Task details: Match the word "limit". Return each line of the data below where it appears.
::::::
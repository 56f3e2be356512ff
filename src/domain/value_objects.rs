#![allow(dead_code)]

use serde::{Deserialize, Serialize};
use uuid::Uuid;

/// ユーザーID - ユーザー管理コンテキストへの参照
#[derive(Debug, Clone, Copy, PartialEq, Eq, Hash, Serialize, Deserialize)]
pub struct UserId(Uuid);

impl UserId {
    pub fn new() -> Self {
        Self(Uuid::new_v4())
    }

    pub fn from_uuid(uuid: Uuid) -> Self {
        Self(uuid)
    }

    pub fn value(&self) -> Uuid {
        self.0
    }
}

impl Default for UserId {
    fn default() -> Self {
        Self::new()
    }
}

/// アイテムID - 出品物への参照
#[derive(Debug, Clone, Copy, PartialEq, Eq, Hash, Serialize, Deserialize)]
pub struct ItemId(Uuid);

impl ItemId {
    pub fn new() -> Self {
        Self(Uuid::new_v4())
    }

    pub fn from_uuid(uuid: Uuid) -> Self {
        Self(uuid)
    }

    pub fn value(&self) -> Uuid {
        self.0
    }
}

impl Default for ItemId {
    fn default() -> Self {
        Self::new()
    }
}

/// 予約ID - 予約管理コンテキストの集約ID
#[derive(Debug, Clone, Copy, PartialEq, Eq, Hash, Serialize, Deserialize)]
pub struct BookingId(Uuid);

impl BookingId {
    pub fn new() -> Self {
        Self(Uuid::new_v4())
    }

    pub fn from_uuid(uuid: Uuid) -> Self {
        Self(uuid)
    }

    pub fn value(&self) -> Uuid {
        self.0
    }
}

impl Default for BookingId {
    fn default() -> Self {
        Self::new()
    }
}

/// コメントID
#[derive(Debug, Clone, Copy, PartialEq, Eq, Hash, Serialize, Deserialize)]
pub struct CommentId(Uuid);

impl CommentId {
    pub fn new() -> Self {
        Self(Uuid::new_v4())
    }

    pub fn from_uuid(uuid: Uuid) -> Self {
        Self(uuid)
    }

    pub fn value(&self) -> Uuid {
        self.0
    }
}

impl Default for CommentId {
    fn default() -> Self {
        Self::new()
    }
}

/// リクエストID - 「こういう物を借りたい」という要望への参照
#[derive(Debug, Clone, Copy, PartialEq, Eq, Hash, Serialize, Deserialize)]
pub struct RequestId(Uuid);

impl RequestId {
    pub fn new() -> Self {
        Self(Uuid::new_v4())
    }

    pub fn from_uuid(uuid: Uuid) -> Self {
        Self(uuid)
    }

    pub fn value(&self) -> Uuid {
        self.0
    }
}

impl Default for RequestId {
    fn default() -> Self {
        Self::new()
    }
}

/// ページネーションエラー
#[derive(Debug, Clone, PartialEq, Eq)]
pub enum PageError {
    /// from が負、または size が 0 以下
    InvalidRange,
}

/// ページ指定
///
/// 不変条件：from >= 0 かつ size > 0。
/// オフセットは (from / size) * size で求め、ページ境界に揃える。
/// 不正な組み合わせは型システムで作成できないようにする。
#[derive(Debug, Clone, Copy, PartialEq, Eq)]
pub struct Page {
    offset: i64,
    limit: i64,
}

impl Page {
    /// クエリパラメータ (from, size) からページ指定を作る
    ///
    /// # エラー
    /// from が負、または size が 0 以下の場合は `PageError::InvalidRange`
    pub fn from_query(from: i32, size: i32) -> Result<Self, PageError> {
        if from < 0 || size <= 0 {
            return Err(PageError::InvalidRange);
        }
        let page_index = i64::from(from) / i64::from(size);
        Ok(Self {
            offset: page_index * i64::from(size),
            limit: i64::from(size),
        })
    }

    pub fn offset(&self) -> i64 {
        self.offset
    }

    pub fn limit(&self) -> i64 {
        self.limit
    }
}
::::::
Your response:
    limit: i64,
            limit: i64::from(size),
    pub fn limit(&self) -> i64 {
        self.limit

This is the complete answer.